At the beginning, the question for Frontier was: Can I get this old codebase to run on modern machines? But now the question is different: Can I create enough structure around it so that an AI agent running in a coding harness help me work safely inside it?

Practically speaking, this has meant being very rigorous about writing down what I learn, turning weird discoveries into docs and agent definitions, and leaning heavily into test-driven development and guardrail rules so that if the AI makes a mistake, it’s very obvious and surfaces immediately instead of creating ghosts in the machine.

These aren’t so different from the techniques and skills I developed over 20 years doing technical program and project management in enterprise and consulting contexts. The difference is that the AI works so fast and it has only the long-term memory that exists in the form of documentation or tracking tickets… it works so fast that if you don’t catch problems immediately, what you end up with is mush.

I have to capture long-term decisions before they disappear out of the session. I have to notice patterns of mistakes or problems, ask for suggestions about how to improve the guardrails or docs, and implement it immediately to eliminate the pattern. I build extensive sets tests and test runners with rules for when to run them so that the agents can verify their own work. I work to make sure that errors are legible, so don’t churn and try things out when “something broke,” but instead they see where it broke and what caused it.

Again, these are all things that would help human programmers too. The fact that my TPM skills have been so valuable in this context was initially a surprise, but now I completely understand it.

People seem to think it’s magic, and that they can just type a prompt and out pops a fully featured, polished product. It doesn’t work that way. You have to know what you want and write it down with enough detail that your AI coworker who comes in every morning with his mind erased, can actually get work done. This is the unglamorous part of AI-assisted development, but it’s the part that compounds because as your project grows, so does the documentation and this is critical for building up a head of steam that you can sustain.

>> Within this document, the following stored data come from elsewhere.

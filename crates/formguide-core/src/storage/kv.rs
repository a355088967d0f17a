//! Key-value backends
//!
//! The item list lives under a single key. [`FileKeyValueStore`] keeps one
//! file per key in the data directory and writes atomically (temp file, sync,
//! rename) so a crash never leaves a torn value. [`MemoryKeyValueStore`]
//! backs tests and can be told to reject writes.

use std::collections::HashMap;
use std::fs::{self, File};
use std::io::{self, Write};
use std::path::{Path, PathBuf};

use super::error::{StorageError, StorageResult};

/// Durable string storage addressed by key
pub trait KeyValueStore {
    /// Read the value under `key`, `None` if absent
    fn get(&self, key: &str) -> StorageResult<Option<String>>;

    /// Overwrite the value under `key`
    fn set(&mut self, key: &str, value: &str) -> StorageResult<()>;
}

/// One file per key under a directory
#[derive(Debug, Clone)]
pub struct FileKeyValueStore {
    dir: PathBuf,
}

impl FileKeyValueStore {
    /// Create a store rooted at `dir` (created lazily on first write)
    pub fn new(dir: impl Into<PathBuf>) -> Self {
        Self { dir: dir.into() }
    }

    /// Path of the file backing `key`
    pub fn path_for(&self, key: &str) -> PathBuf {
        self.dir.join(format!("{}.json", key))
    }

    /// Size in bytes of the value under `key`, 0 if absent
    pub fn size_of(&self, key: &str) -> u64 {
        fs::metadata(self.path_for(key))
            .map(|m| m.len())
            .unwrap_or(0)
    }
}

impl KeyValueStore for FileKeyValueStore {
    fn get(&self, key: &str) -> StorageResult<Option<String>> {
        let path = self.path_for(key);
        match fs::read_to_string(&path) {
            Ok(content) => Ok(Some(content)),
            Err(e) if e.kind() == io::ErrorKind::NotFound => Ok(None),
            Err(source) => Err(StorageError::Read { path, source }),
        }
    }

    fn set(&mut self, key: &str, value: &str) -> StorageResult<()> {
        atomic_write(&self.path_for(key), value.as_bytes())
    }
}

/// In-memory store, optionally rejecting writes to mimic a full quota
#[derive(Debug, Clone, Default)]
pub struct MemoryKeyValueStore {
    values: HashMap<String, String>,
    reject_writes: Option<String>,
}

impl MemoryKeyValueStore {
    pub fn new() -> Self {
        Self::default()
    }

    /// Make every subsequent `set` fail with `reason`
    pub fn reject_writes(&mut self, reason: impl Into<String>) {
        self.reject_writes = Some(reason.into());
    }

    /// Accept writes again
    pub fn accept_writes(&mut self) {
        self.reject_writes = None;
    }

    /// Store a raw value, bypassing rejection (for seeding corrupt data)
    pub fn insert_raw(&mut self, key: &str, value: &str) {
        self.values.insert(key.to_string(), value.to_string());
    }
}

impl KeyValueStore for MemoryKeyValueStore {
    fn get(&self, key: &str) -> StorageResult<Option<String>> {
        Ok(self.values.get(key).cloned())
    }

    fn set(&mut self, key: &str, value: &str) -> StorageResult<()> {
        if let Some(ref reason) = self.reject_writes {
            return Err(StorageError::Rejected {
                key: key.to_string(),
                reason: reason.clone(),
            });
        }
        self.values.insert(key.to_string(), value.to_string());
        Ok(())
    }
}

/// Write data to a file atomically
///
/// 1. Write to a temporary file in the same directory
/// 2. Sync the file to disk
/// 3. Rename the temp file to the target path
fn atomic_write(path: &Path, data: &[u8]) -> StorageResult<()> {
    if let Some(parent) = path.parent() {
        fs::create_dir_all(parent).map_err(|source| StorageError::Directory {
            path: parent.to_path_buf(),
            source,
        })?;
    }

    let temp_path = path.with_extension("tmp");

    let mut file =
        File::create(&temp_path).map_err(|e| StorageError::from_io(e, temp_path.clone()))?;
    file.write_all(data)
        .map_err(|e| StorageError::from_io(e, temp_path.clone()))?;
    file.sync_all()
        .map_err(|e| StorageError::from_io(e, temp_path.clone()))?;

    fs::rename(&temp_path, path).map_err(|source| StorageError::Rename {
        from: temp_path.clone(),
        to: path.to_path_buf(),
        source,
    })?;

    Ok(())
}

#[cfg(test)]
mod tests {
    use super::*;
    use tempfile::TempDir;

    #[test]
    fn test_file_store_roundtrip() {
        let temp_dir = TempDir::new().unwrap();
        let mut store = FileKeyValueStore::new(temp_dir.path());

        assert!(store.get("k").unwrap().is_none());
        store.set("k", "[1,2]").unwrap();
        assert_eq!(store.get("k").unwrap().as_deref(), Some("[1,2]"));
        assert!(store.path_for("k").exists());
        assert_eq!(store.size_of("k"), 5);

        store.set("k", "[]").unwrap();
        assert_eq!(store.get("k").unwrap().as_deref(), Some("[]"));
        // temp file is renamed away
        assert!(!store.path_for("k").with_extension("tmp").exists());
    }

    #[test]
    fn test_atomic_write_creates_parent_dirs() {
        let temp_dir = TempDir::new().unwrap();
        let nested = temp_dir.path().join("a").join("b");
        let mut store = FileKeyValueStore::new(&nested);

        store.set("items", "data").unwrap();

        let content = fs::read_to_string(nested.join("items.json")).unwrap();
        assert_eq!(content, "data");
    }

    #[test]
    fn test_memory_store_rejects_writes() {
        let mut store = MemoryKeyValueStore::new();
        store.set("k", "v").unwrap();

        store.reject_writes("quota exceeded");
        let err = store.set("k", "w").unwrap_err();
        assert!(matches!(err, StorageError::Rejected { .. }));
        assert_eq!(store.get("k").unwrap().as_deref(), Some("v"));

        store.accept_writes();
        store.set("k", "w").unwrap();
        assert_eq!(store.get("k").unwrap().as_deref(), Some("w"));
    }
}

A model can be replaced. Your harness might change. The workbench (your docs, rules, tests, guardrails, ticket system, etc) needs to be able to survive those changes. This is going to become more and more important as the foundation labs start reaching the point that they need to head towards a financial model that actually makes sense. Right now they’re all racing to be the best, and they’re heavily subsidizing all of our usage so that they can improve the models and win market positions. That can’t last forever. It’s quite literally unsustainable.

If your project’s intelligence only lives inside one vendor’s chat window, then you really don’t own much. You’re stuffed in the vendor’s trunk, not riding up front. If your project’s intelligence lives in markdown files, tests, issue threads, conventions, and repeatable workflows – on your own machine – then every model you use will get smarter when you use it to work on the project.

That’s the lesson.

The advantage is not having the best model on a given Tuesday. The advantage is building a system where any good model can become useful quickly, stay on the rails, remember what matters, and help move the work forward.

Ps. The models are very good at writing planning docs, issue tickets, and in some cases, the files that guide their own behavior. That’s how I do it: I prompt the model to write the docs. I’m its TPM.

an opened car trunk
This image was originally posted to Flickr by HighTechDad at https://www.flickr.com/photos/22473198@N00/7458966508.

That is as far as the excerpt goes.